Política

Adversário aciona Justiça Eleitoral contra Braide por convite para entrega de residencial

O candidato ao Governo do Maranhão Roberto Rocha e o PRTB acionaram o Tribunal Regional Eleitoral do Maranhão (TRE-MA), nesta quarta-feira (26), contra o ex-prefeito Eduardo Braide (PSD), a prefeita Esmênia Miranda (PSD) e a candidata a vice-governadora Elaine Carneiro (PSD) por supostas condutas vedadas relacionadas à entrega de 3 mil casas do Residencial Mato Grosso, em São Luís. A representação pede, em caráter liminar, a retirada de um vídeo publicado por Braide convidando para a entrega e que o candidato seja impedido de participar da solenidade marcada para esta quinta-feira (27).

A ação sustenta que Braide gravou, dentro do residencial e na véspera da entrega das unidades, um vídeo no qual anuncia as casas, cita obras realizadas pela Prefeitura e associa a iniciativa à campanha ao Governo do Estado. A representação aponta que a publicação termina com a frase “Agora vamos fazer isso no Maranhão!”, acompanhada de hashtags eleitorais. Para a defesa do ex-senador, isso configuraria possível uso promocional de bens sociais em benefício da candidatura.

A ação também cita vídeo da prefeita Esmênia Miranda (PSD), publicado na terça-feira (25), no qual ela anuncia oficialmente a entrega das unidades residenciais. Os autores querem que a Prefeitura informe quem autorizou a entrada de Braide no residencial, se houve participação de servidores municipais e se foram utilizados recursos ou estrutura pública na gravação.

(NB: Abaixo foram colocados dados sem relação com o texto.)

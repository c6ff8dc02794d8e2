//! Search and fetch for one sub-topic.

use std::collections::HashSet;
use std::time::Duration;

use futures::stream::{self, StreamExt};
use tracing::{debug, instrument, warn};

use crate::error::StepError;
use crate::metrics;
use crate::providers::{DynContentFetcher, DynSearchProvider, SearchHit};
use crate::session::{Citation, NewCitation};
use crate::store::DynKnowledgeStore;

#[derive(Debug, Clone)]
pub struct GatherSettings {
    pub results_per_query: usize,
    pub fetch_timeout: Duration,
    pub max_concurrency: usize,
}

impl Default for GatherSettings {
    fn default() -> Self {
        Self {
            results_per_query: 10,
            fetch_timeout: Duration::from_secs(15),
            max_concurrency: 10,
        }
    }
}

/// Turns a query into persisted citations.
#[derive(Clone)]
pub struct SourceGatherer {
    store: DynKnowledgeStore,
    search: DynSearchProvider,
    fetcher: DynContentFetcher,
    settings: GatherSettings,
}

impl SourceGatherer {
    pub fn new(
        store: DynKnowledgeStore,
        search: DynSearchProvider,
        fetcher: DynContentFetcher,
        settings: GatherSettings,
    ) -> Self {
        Self {
            store,
            search,
            fetcher,
            settings,
        }
    }

    /// Search for `query`, fetch every hit, and record one citation per hit.
    ///
    /// Fetches run concurrently but citations are recorded in search-rank order
    /// as each result becomes available. A failed, empty, or timed-out fetch
    /// records the search snippet instead and marks the citation degraded.
    #[instrument(name = "research.gather", skip(self))]
    pub async fn gather(&self, session_id: &str, query: &str) -> Result<Vec<Citation>, StepError> {
        let hits = self
            .search
            .search(query, self.settings.results_per_query)
            .await
            .map_err(|source| StepError::Search {
                query: query.to_string(),
                source,
            })?;

        let mut seen = HashSet::new();
        let hits: Vec<SearchHit> = hits
            .into_iter()
            .filter(|hit| !hit.url.trim().is_empty() && seen.insert(hit.url.clone()))
            .take(self.settings.results_per_query)
            .collect();
        debug!(hits = hits.len(), "search returned");

        let fetcher = &self.fetcher;
        let timeout = self.settings.fetch_timeout;
        let mut fetched = stream::iter(hits)
            .map(|hit| async move {
                let result = tokio::time::timeout(timeout, fetcher.fetch(&hit.url)).await;
                (hit, result)
            })
            .buffered(self.settings.max_concurrency.max(1));

        let mut citations = Vec::new();
        while let Some((hit, result)) = fetched.next().await {
            let content = match result {
                Ok(Ok(text)) if !text.trim().is_empty() => Some(text),
                Ok(Ok(_)) => {
                    warn!(url = %hit.url, "fetched page was empty; using snippet");
                    None
                }
                Ok(Err(err)) => {
                    warn!(url = %hit.url, error = %err, "fetch failed; using snippet");
                    None
                }
                Err(_) => {
                    warn!(url = %hit.url, timeout_ms = timeout.as_millis() as u64, "fetch timed out; using snippet");
                    None
                }
            };
            let degraded = content.is_none();
            if degraded {
                metrics::record_fetch_fallback();
            }

            let title = if hit.title.trim().is_empty() {
                hit.url.clone()
            } else {
                hit.title
            };
            let citation = self
                .store
                .record_citation(
                    session_id,
                    NewCitation {
                        query: query.to_string(),
                        content: content.unwrap_or_else(|| hit.snippet.clone()),
                        url: hit.url,
                        title,
                        snippet: hit.snippet,
                        degraded,
                    },
                )
                .await?;
            debug!(citation_index = citation.index, degraded, "citation recorded");
            citations.push(citation);
        }

        Ok(citations)
    }
}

Entre os pedidos urgentes estão a remoção da publicação do ex-prefeito, com multa diária de R$ 10 mil em caso de descumprimento, a preservação dos vídeos e dados de alcance nas redes sociais e uma ordem para que Braide não compareça à solenidade de entrega, se esta for organizada ou integrada pelo poder público.

No mérito, a defesa de Rocha pede ainda aplicação de multa e admite até a cassação dos registros ou diplomas de Braide e Elaine, caso eleitos, na hipótese da Justiça considerar comprovada gravidade suficiente das condutas investigadas.